En France, manger est un art et, même si les règles de bonne conduite s’oublient peu à peu, elles ont longtemps été nombreuses, parfois exagérées. Certaines tiennent leur origine du passé, d’autres de la superstition, ce qui explique leur déclin. Enfant, j’en ai appris un certain nombre : poser mes couverts entre deux bouchées, attendre que l’hôte ait commencé de manger avant d’attaquer sa propre assiette, remercier la personne qui a cuisiné, mettre le couteau à droite et la fourchette à gauche quand on dresse la table, etc. Je n’y ai jamais vu, une fois adulte, de contrainte. Au contraire, j’aimais bien suivre ces petites habitudes de bienséance, l’air de rien. Le souci c’est qu’avec mon handicap actuel, je suis obligée d’en laisser certaines de côté…
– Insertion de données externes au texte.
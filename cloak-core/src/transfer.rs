//! Parallel transfer engine (CPTP): split one large object into contiguous
//! per-channel ranges, plan fixed-size blocks under a per-channel
//! high-watermark, and reconcile parts on the receiving side.
//!
//! The receiver keeps an authoritative per-part table keyed by the block
//! headers. The transport below each sub-channel is ordered and reliable, so
//! within a part the only legal next offset is the end of what has already
//! arrived; anything else is reported instead of silently absorbed.

use serde::{Deserialize, Serialize};

use crate::proto::ChannelMessage;

/// Default number of parallel sub-channels.
pub const DEFAULT_CHANNELS: u32 = 16;
/// Fixed block size streamed on each sub-channel.
pub const BLOCK_SIZE: u64 = 64 * 1024;
/// Per-channel outstanding-bytes high watermark. A channel above this must
/// not enqueue another block until it drains back under.
pub const HIGH_WATERMARK: u64 = 4 * 1024 * 1024;
/// Backpressure retry delay in milliseconds.
pub const RETRY_DELAY_MS: u64 = 10;

/// One contiguous slice of the object, owned by a single sub-channel.
#[derive(Debug, Clone, Copy, PartialEq, Eq, Serialize, Deserialize)]
pub struct PartRange {
    pub index: u32,
    pub start: u64,
    pub end: u64,
}

impl PartRange {
    pub fn len(&self) -> u64 {
        self.end - self.start
    }

    pub fn is_empty(&self) -> bool {
        self.start == self.end
    }
}

/// Partition `[0, size)` into exactly `channels` contiguous, non-overlapping
/// ranges: part `i` covers `[i*ceil(size/n), min((i+1)*ceil(size/n), size))`,
/// clamped so trailing parts of a small object come out empty.
pub fn split_parts(size: u64, channels: u32) -> Vec<PartRange> {
    let n = if channels == 0 { DEFAULT_CHANNELS } else { channels } as u64;
    let part_size = size.div_ceil(n);
    (0..n as u32)
        .map(|i| {
            let start = (i as u64 * part_size).min(size);
            let end = ((i as u64 + 1) * part_size).min(size);
            PartRange { index: i, start, end }
        })
        .collect()
}

/// Whether a sub-channel may enqueue another block given its outstanding
/// unsent byte count.
pub fn may_enqueue(buffered: u64) -> bool {
    buffered <= HIGH_WATERMARK
}

/// Sender-side progress for one part.
#[derive(Debug, Clone)]
pub struct PartProgress {
    pub range: PartRange,
    pub bytes_sent: u64,
}

impl PartProgress {
    pub fn new(range: PartRange) -> Self {
        PartProgress {
            range,
            bytes_sent: 0,
        }
    }

    /// Next block to stream: `(offset, len)`, or `None` once the range is
    /// exhausted. The final block is clamped to the range end.
    pub fn next_block(&self) -> Option<(u64, u64)> {
        let offset = self.range.start + self.bytes_sent;
        if offset >= self.range.end {
            return None;
        }
        let len = BLOCK_SIZE.min(self.range.end - offset);
        Some((offset, len))
    }

    pub fn mark_sent(&mut self, len: u64) {
        self.bytes_sent += len;
    }

    pub fn done(&self) -> bool {
        self.bytes_sent >= self.range.len()
    }
}

/// One outbound large-object transfer, owned exclusively by the sending side.
#[derive(Debug, Clone)]
pub struct TransferJob {
    pub transfer_id: [u8; 16],
    pub file_name: String,
    pub object_size: u64,
    pub hash: [u8; 32],
    pub parts: Vec<PartProgress>,
}

impl TransferJob {
    pub fn new(file_name: impl Into<String>, object_size: u64, hash: [u8; 32]) -> Self {
        let transfer_id: [u8; 16] = uuid::Uuid::new_v4().into_bytes();
        let parts = split_parts(object_size, DEFAULT_CHANNELS)
            .into_iter()
            .map(PartProgress::new)
            .collect();
        TransferJob {
            transfer_id,
            file_name: file_name.into(),
            object_size,
            hash,
            parts,
        }
    }

    /// The metadata message sent over the primary channel before streaming.
    pub fn init_message(&self) -> ChannelMessage {
        ChannelMessage::CptpInit {
            transfer_id: self.transfer_id,
            total_channels: self.parts.len() as u32,
            file_size: self.object_size,
            file_name: self.file_name.clone(),
            hash: self.hash,
        }
    }

    pub fn complete(&self) -> bool {
        self.parts.iter().all(PartProgress::done)
    }
}

#[derive(Debug, thiserror::Error, PartialEq, Eq)]
pub enum TransferError {
    #[error("unknown transfer")]
    UnknownTransfer,
    #[error("part index {0} out of range")]
    UnknownPart(u32),
    #[error("part {part}: expected offset {expected}, got {got}")]
    OffsetMismatch { part: u32, expected: u64, got: u64 },
    #[error("part {part}: block overruns range end {end}")]
    Overrun { part: u32, end: u64 },
}

/// Receiver-side bookkeeping: the part table plus aggregate byte count.
#[derive(Debug)]
pub struct ReceiveState {
    pub transfer_id: [u8; 16],
    pub file_name: String,
    pub file_size: u64,
    pub hash: [u8; 32],
    parts: Vec<PartRange>,
    /// Bytes received per part, contiguous from the part start.
    covered: Vec<u64>,
    total_received: u64,
}

impl ReceiveState {
    pub fn new(
        transfer_id: [u8; 16],
        file_name: impl Into<String>,
        file_size: u64,
        total_channels: u32,
        hash: [u8; 32],
    ) -> Self {
        let parts = split_parts(file_size, total_channels);
        let covered = vec![0u64; parts.len()];
        ReceiveState {
            transfer_id,
            file_name: file_name.into(),
            file_size,
            hash,
            parts,
            covered,
            total_received: 0,
        }
    }

    /// Account for one block. The caller writes the payload at `offset`;
    /// this validates the header against the part table first.
    pub fn on_block(&mut self, part_index: u32, offset: u64, len: u64) -> Result<(), TransferError> {
        let part = self
            .parts
            .get(part_index as usize)
            .copied()
            .ok_or(TransferError::UnknownPart(part_index))?;
        let expected = part.start + self.covered[part_index as usize];
        if offset != expected {
            return Err(TransferError::OffsetMismatch {
                part: part_index,
                expected,
                got: offset,
            });
        }
        if offset + len > part.end {
            return Err(TransferError::Overrun {
                part: part_index,
                end: part.end,
            });
        }
        self.covered[part_index as usize] += len;
        self.total_received += len;
        Ok(())
    }

    pub fn bytes_received(&self) -> u64 {
        self.total_received
    }

    /// Whether one part's range is fully covered. Parts stream one
    /// sub-channel each, so a part left short when its channel dies can
    /// never finish. Indexes past the table owe nothing.
    pub fn part_complete(&self, index: u32) -> bool {
        match self.parts.get(index as usize) {
            Some(part) => self.covered[index as usize] >= part.len(),
            None => true,
        }
    }

    /// Complete only when every part is fully covered, which also forces the
    /// aggregate to equal the announced size.
    pub fn is_complete(&self) -> bool {
        self.parts
            .iter()
            .zip(&self.covered)
            .all(|(p, &c)| c == p.len())
    }
}

#[cfg(test)]
mod tests {
    use super::*;

    /// Partition law: exactly N contiguous, non-overlapping, union-complete
    /// ranges for any S >= 0.
    fn assert_partition(size: u64) {
        let parts = split_parts(size, DEFAULT_CHANNELS);
        assert_eq!(parts.len(), DEFAULT_CHANNELS as usize);
        let mut cursor = 0u64;
        for (i, p) in parts.iter().enumerate() {
            assert_eq!(p.index, i as u32);
            assert_eq!(p.start, cursor, "size={size} part={i}");
            assert!(p.end >= p.start);
            cursor = p.end;
        }
        assert_eq!(cursor, size);
    }

    #[test]
    fn partition_holds_across_sizes() {
        for size in [
            0,
            1,
            15,
            16,
            17,
            BLOCK_SIZE - 1,
            BLOCK_SIZE * 16,
            BLOCK_SIZE * 16 + 5,
            1_500_000_000,
        ] {
            assert_partition(size);
        }
    }

    #[test]
    fn small_object_leaves_trailing_parts_empty() {
        let parts = split_parts(10, 16);
        // ceil(10/16) = 1, so parts 0..10 get one byte each.
        assert_eq!(parts[0], PartRange { index: 0, start: 0, end: 1 });
        assert_eq!(parts[9].end, 10);
        assert!(parts[10].is_empty());
        assert!(parts[15].is_empty());
    }

    #[test]
    fn part_size_is_ceil_of_size_over_channels() {
        let parts = split_parts(100, 16);
        // ceil(100/16) = 7.
        assert_eq!(parts[0].len(), 7);
        assert_eq!(parts[14].end, 100);
        assert!(parts[15].is_empty());
    }

    #[test]
    fn block_planning_covers_range_exactly() {
        let range = PartRange {
            index: 0,
            start: 1000,
            end: 1000 + BLOCK_SIZE * 2 + 100,
        };
        let mut part = PartProgress::new(range);
        let mut total = 0u64;
        while let Some((offset, len)) = part.next_block() {
            assert_eq!(offset, range.start + total);
            part.mark_sent(len);
            total += len;
        }
        assert_eq!(total, range.len());
        assert!(part.done());
        // Last block was the 100-byte remainder.
        assert_eq!(total % BLOCK_SIZE, 100);
    }

    #[test]
    fn empty_part_has_no_blocks() {
        let part = PartProgress::new(PartRange { index: 5, start: 7, end: 7 });
        assert!(part.next_block().is_none());
        assert!(part.done());
    }

    #[test]
    fn part_completion_tracks_coverage() {
        let mut st = ReceiveState::new([1u8; 16], "f.bin", BLOCK_SIZE * 2, 2, [0u8; 32]);
        assert!(!st.part_complete(0));
        st.on_block(0, 0, BLOCK_SIZE).unwrap();
        assert!(st.part_complete(0));
        assert!(!st.part_complete(1));
        assert!(st.part_complete(99));
    }

    #[test]
    fn watermark_boundary() {
        assert!(may_enqueue(0));
        assert!(may_enqueue(HIGH_WATERMARK));
        assert!(!may_enqueue(HIGH_WATERMARK + 1));
    }

    #[test]
    fn job_completes_when_all_parts_sent() {
        let mut job = TransferJob::new("big.bin", BLOCK_SIZE * 20, [0u8; 32]);
        assert!(!job.complete());
        for part in &mut job.parts {
            while let Some((_, len)) = part.next_block() {
                part.mark_sent(len);
            }
        }
        assert!(job.complete());
    }

    #[test]
    fn init_message_announces_geometry() {
        let job = TransferJob::new("big.bin", 12345, [7u8; 32]);
        match job.init_message() {
            ChannelMessage::CptpInit {
                total_channels,
                file_size,
                file_name,
                ..
            } => {
                assert_eq!(total_channels, DEFAULT_CHANNELS);
                assert_eq!(file_size, 12345);
                assert_eq!(file_name, "big.bin");
            }
            other => panic!("expected CptpInit, got {other:?}"),
        }
    }

    fn drive_receive(size: u64) -> ReceiveState {
        let mut rx = ReceiveState::new([1u8; 16], "f", size, DEFAULT_CHANNELS, [0u8; 32]);
        for part in split_parts(size, DEFAULT_CHANNELS) {
            let mut progress = PartProgress::new(part);
            while let Some((offset, len)) = progress.next_block() {
                rx.on_block(part.index, offset, len).unwrap();
                progress.mark_sent(len);
            }
        }
        rx
    }

    #[test]
    fn receiver_completes_on_full_coverage() {
        let size = BLOCK_SIZE * 16 + 777;
        let rx = drive_receive(size);
        assert!(rx.is_complete());
        assert_eq!(rx.bytes_received(), size);
    }

    #[test]
    fn receiver_zero_size_is_immediately_complete() {
        let rx = ReceiveState::new([1u8; 16], "f", 0, DEFAULT_CHANNELS, [0u8; 32]);
        assert!(rx.is_complete());
    }

    #[test]
    fn receiver_rejects_offset_gap() {
        let size = BLOCK_SIZE * 32;
        let mut rx = ReceiveState::new([1u8; 16], "f", size, DEFAULT_CHANNELS, [0u8; 32]);
        let parts = split_parts(size, DEFAULT_CHANNELS);
        // Skip the first block of part 0.
        let err = rx
            .on_block(0, parts[0].start + BLOCK_SIZE, BLOCK_SIZE)
            .unwrap_err();
        assert_eq!(
            err,
            TransferError::OffsetMismatch {
                part: 0,
                expected: parts[0].start,
                got: parts[0].start + BLOCK_SIZE,
            }
        );
    }

    #[test]
    fn receiver_rejects_overrun_and_unknown_part() {
        let mut rx = ReceiveState::new([1u8; 16], "f", 100, 16, [0u8; 32]);
        assert_eq!(
            rx.on_block(99, 0, 1).unwrap_err(),
            TransferError::UnknownPart(99)
        );
        // Part 0 covers [0, 7); a 10-byte block overruns it.
        assert_eq!(
            rx.on_block(0, 0, 10).unwrap_err(),
            TransferError::Overrun { part: 0, end: 7 }
        );
    }

    #[test]
    fn incomplete_until_every_part_arrives() {
        let size = BLOCK_SIZE * 16;
        let mut rx = ReceiveState::new([1u8; 16], "f", size, DEFAULT_CHANNELS, [0u8; 32]);
        let parts = split_parts(size, DEFAULT_CHANNELS);
        // All parts except the last.
        for part in &parts[..15] {
            rx.on_block(part.index, part.start, part.len()).unwrap();
        }
        assert!(!rx.is_complete());
        rx.on_block(15, parts[15].start, parts[15].len()).unwrap();
        assert!(rx.is_complete());
    }
}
Garder les coudes près du corps quand je coupe un aliment
Cette règle paraît étrange alors qu’elle est d’une logique implacable. Je me souviens encore de ma mère qui me disait de ranger mes coudes, au risque de m’envoler. En vérité, cela permettait surtout de ne pas empiéter sur l’espace vital de mes voisins de table. Seulement voilà, aujourd’hui, les faiblesses que j’ai dans les muscles de mes bras, et surtout dans mes doigts, font que je ne peux pas aussi bien choisir ma position de découpe que n’importe qui d’autre. Si je m’évertuais à vouloir garder les coudes près de mon corps, je n’aurais pas la force nécessaire pour appuyer suffisamment sur mon couteau et ma fourchette pour que ces derniers soient efficaces dans leurs tâches. Ainsi lorsque je dois couper un aliment un peu dur, vous pouvez m’admirer les ailes déployées, tel un albatros en plein vol. Heureusement je suis souvent placée en bout de table – plus pratique quand on est en fauteuil – je n’ai donc aucun voisin qui souffre de cette envergure !
Me tenir droite à table
Connaissez-vous ce repère amusant que l’on donne pour apprendre aux enfants la position parfaite à avoir quand nous sommes à table ? Il faut se tenir le dos droit « un chat devant, une souris derrière » pour n’être ni adossé à la chaise, ni collé à la table. Mais c’est sans compter mes abdominaux moitié normaux, moitié guimauve ! Outre le fait que me tenir droite représente pour mon corps un exercice à part entière – dos, épaules, abdos – ce n’est plus une position naturelle pour moi, encore moins confortable ! Ayant retrouvé plus de mobilité du côté droit de mon corps que du côté gauche, il en est déséquilibré et quand parfois je me sens droite, je suis en réalité un peu de travers… Et inversement ! La solution à cela ? Ce serait que je mange face à un miroir tout en renforçant mon gainage. Ce serait difficile… et quand même étrange n’est-ce pas ?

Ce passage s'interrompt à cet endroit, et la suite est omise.